Freeland prétend que la baisse des taux permettra de réduire les coûts hypothécaires et d’encourager les investissements des entreprises. Pourtant, cette politique reflète davantage une tentative désespérée de stimuler une économie anémique qu’un signe de bonne santé. Les baisses répétées des taux d’intérêt indiquent que d’autres leviers économiques, comme les politiques budgétaires ou structurelles, ont échoué à relancer l’économie.
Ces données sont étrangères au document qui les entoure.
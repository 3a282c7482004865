//! Shared state between the scanning feed, the SLAM loop, and its readers
//!
//! All sharing follows a copy-on-read discipline: writers replace whole
//! values under a lock, readers clone a snapshot out and work on the clone.
//! Nothing ever holds a lock across an expensive computation, and builders
//! of derived products (distance field, occupancy grid) never alias the
//! live buffer.

use std::sync::{Arc, RwLock};

use crate::common::Pose;
use crate::perception::scan::Scan;

/// An immutable square byte-map copy taken from the live buffer.
///
/// Byte convention follows the SLAM backend: high values trend open, low
/// values trend obstacle, and the mid level (127) marks unexplored space.
#[derive(Debug, Clone, PartialEq)]
pub struct MapSnapshot {
    bytes: Vec<u8>,
    size: usize,
}

impl MapSnapshot {
    /// Wrap a flat byte buffer. Returns `None` when the length is not a
    /// perfect square.
    pub fn new(bytes: Vec<u8>) -> Option<Self> {
        let size = (bytes.len() as f64).sqrt() as usize;
        if size * size != bytes.len() {
            return None;
        }
        Some(MapSnapshot { bytes, size })
    }

    /// Side length in pixels
    pub fn size(&self) -> usize {
        self.size
    }

    pub fn bytes(&self) -> &[u8] {
        &self.bytes
    }

    /// Byte at a pixel; callers guarantee bounds
    pub fn at(&self, x: usize, y: usize) -> u8 {
        self.bytes[y * self.size + x]
    }
}

/// Latest-scan slot. The feed overwrites it continuously; readers take the
/// most recent complete scan or find the slot empty at startup.
#[derive(Debug, Clone, Default)]
pub struct SharedScan {
    slot: Arc<RwLock<Option<Scan>>>,
}

impl SharedScan {
    pub fn new() -> Self {
        SharedScan::default()
    }

    /// Replace the slot with a newer scan
    pub fn publish(&self, scan: Scan) {
        *self.slot.write().expect("scan slot poisoned") = Some(scan);
    }

    /// Clone out the most recent scan, if any arrived yet
    pub fn snapshot(&self) -> Option<Scan> {
        self.slot.read().expect("scan slot poisoned").clone()
    }
}

/// Current pose estimate, written by the SLAM loop in steady state
#[derive(Debug, Clone, Default)]
pub struct SharedPose {
    slot: Arc<RwLock<Pose>>,
}

impl SharedPose {
    pub fn new() -> Self {
        SharedPose::default()
    }

    pub fn store(&self, pose: Pose) {
        *self.slot.write().expect("pose slot poisoned") = pose;
    }

    pub fn get(&self) -> Pose {
        *self.slot.read().expect("pose slot poisoned")
    }
}

/// The live occupancy byte-map, owned by the SLAM loop
#[derive(Debug, Clone)]
pub struct SharedMap {
    buffer: Arc<RwLock<Vec<u8>>>,
    size: usize,
}

impl SharedMap {
    /// An unexplored map: every byte at the mid level
    pub fn unexplored(size_pixels: usize) -> Self {
        SharedMap {
            buffer: Arc::new(RwLock::new(vec![127u8; size_pixels * size_pixels])),
            size: size_pixels,
        }
    }

    pub fn size(&self) -> usize {
        self.size
    }

    /// Copy the live buffer into an immutable snapshot. The SLAM loop may
    /// keep mutating the live buffer while the snapshot is consumed.
    pub fn snapshot(&self) -> MapSnapshot {
        let bytes = self.buffer.read().expect("map buffer poisoned").clone();
        MapSnapshot {
            bytes,
            size: self.size,
        }
    }

    /// Let the SLAM backend rewrite the live buffer in place
    pub fn update_with<F>(&self, writer: F)
    where
        F: FnOnce(&mut [u8]),
    {
        let mut buffer = self.buffer.write().expect("map buffer poisoned");
        writer(&mut buffer);
    }

    /// Replace the whole buffer, e.g. from a persisted map. The new
    /// contents must match the configured dimensions exactly.
    pub fn replace(&self, bytes: Vec<u8>) -> Result<(), crate::config::ConfigError> {
        let expected = self.size * self.size;
        if bytes.len() != expected {
            return Err(crate::config::ConfigError::MapSizeMismatch {
                expected,
                actual: bytes.len(),
            });
        }
        *self.buffer.write().expect("map buffer poisoned") = bytes;
        Ok(())
    }
}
Trois problèmes majeurs découlent de cette situation :

  1. Les ménages déjà endettés : Avec l’un des taux d’endettement des ménages les plus élevés du G7, inciter à davantage de crédit pourrait aggraver les vulnérabilités financières des Canadiens. Une hausse future des taux ou un choc économique pourrait entraîner des faillites en cascade.
  2. Un signal de faiblesse : Réduire les taux d’intérêt en série est perçu comme un aveu d’échec des politiques économiques. Au lieu de rassurer, cela alimente l’incertitude sur la capacité du Canada à gérer ses défis structurels, tels que le manque de productivité ou la faible diversification économique.
  3. L’effet ricardien à l’œuvre : Les déficits massifs, comme l’abandon par Freeland de l’objectif de maintenir le déficit sous la barre des 40 milliards de dollars en 2023-2024, exacerbent la prudence des ménages. En épargnant davantage, les Canadiens neutralisent les effets escomptés des baisses de taux sur la croissance économique.

L’incohérence budgétaire : un cercle vicieux

Comme le rapporte La Presse, Chrystia Freeland a abandonné l’objectif de réduire le déficit à 40 milliards de dollars, préférant désormais se concentrer sur la stabilisation du ratio dette/PIB. Si cette nouvelle ancre budgétaire peut rassurer à court terme les agences de notation, elle ne masque pas l’absence d’une vision économique claire pour le pays.

Cette gestion incohérente entraîne un cercle vicieux. Les ménages, voyant le gouvernement s’endetter massivement, épargnent par prudence. Cette réduction de la consommation freine la croissance, forçant le gouvernement et la Banque du Canada à multiplier les politiques monétaires accommodantes. Or, ces politiques ne peuvent compenser les déficits structurels en matière d’innovation, de productivité et de diversification économique.

Une leçon à tirer

Chrystia Freeland doit comprendre qu’une baisse des taux d’intérêt est rarement une raison de se réjouir, surtout lorsqu’elle est motivée par des faiblesses économiques profondes. Au lieu de promouvoir un optimisme mal avisé, elle devrait concentrer ses efforts sur des réformes structurelles pour renforcer l’économie canadienne.

L’effet ricardien, qui pousse les Canadiens à épargner davantage en période de déficits massifs, est une conséquence directe de la politique budgétaire inconséquente du gouvernement Trudeau. À terme, cet effet risque de neutraliser toute tentative de relance économique basée sur la consommation ou l’investissement privé. Si Freeland continue de présenter ces baisses de taux comme une victoire, elle ne fera que démontrer son incapacité à comprendre les vrais défis auxquels le Canada est confronté.